Source information –
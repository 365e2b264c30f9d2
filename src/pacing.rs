//! Pacing of outbound embedding requests.

use async_trait::async_trait;
use log::debug;
use std::time::Duration;

/// Called by the pipeline after each embedding request.
#[async_trait]
pub trait Pacer: Send + Sync {
    /// `completed` is the number of requests issued so far in this ingestion, starting at 1.
    async fn after_request(&self, completed: usize);
}

/// Sleeps for `pause` after every `every`-th request.
#[derive(Debug, Clone)]
pub struct FixedIntervalPacer {
    every: usize,
    pause: Duration,
}

impl FixedIntervalPacer {
    /// Zero values are bumped to 1 request and 1 ms so the pacer always throttles.
    pub fn new(every: usize, pause: Duration) -> Self {
        FixedIntervalPacer {
            every: every.max(1),
            pause: pause.max(Duration::from_millis(1)),
        }
    }

    pub fn should_pause(&self, completed: usize) -> bool {
        completed > 0 && completed % self.every == 0
    }
}

impl Default for FixedIntervalPacer {
    fn default() -> Self {
        FixedIntervalPacer::new(5, Duration::from_secs(1))
    }
}

#[async_trait]
impl Pacer for FixedIntervalPacer {
    async fn after_request(&self, completed: usize) {
        if self.should_pause(completed) {
            debug!("Pausing {:?} after {} embedding requests", self.pause, completed);
            tokio::time::sleep(self.pause).await;
        }
    }
}

/// Never waits.
#[derive(Debug, Clone, Copy, Default)]
pub struct NoPacing;

#[async_trait]
impl Pacer for NoPacing {
    async fn after_request(&self, _completed: usize) {}
}

#[cfg(test)]
mod tests {
    use super::*;

    #[test]
    fn pauses_on_every_fifth_request() {
        let pacer = FixedIntervalPacer::default();
        let paused: Vec<usize> = (1..=12).filter(|&n| pacer.should_pause(n)).collect();
        assert_eq!(paused, vec![5, 10]);
    }

    #[test]
    fn zero_settings_still_throttle() {
        let pacer = FixedIntervalPacer::new(0, Duration::ZERO);
        assert!(pacer.should_pause(1));
        assert_eq!(pacer.pause, Duration::from_millis(1));
    }

    #[tokio::test(start_paused = true)]
    async fn sleeps_for_the_configured_pause() {
        let pacer = FixedIntervalPacer::new(2, Duration::from_secs(30));
        let started = tokio::time::Instant::now();
        pacer.after_request(1).await;
        assert!(started.elapsed() < Duration::from_secs(1));
        pacer.after_request(2).await;
        assert!(started.elapsed() >= Duration::from_secs(30));
    }
}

Task directions – Give a count of the lines above that include the word "NoPacing", and add nothing to it.

Output of the exercise – 2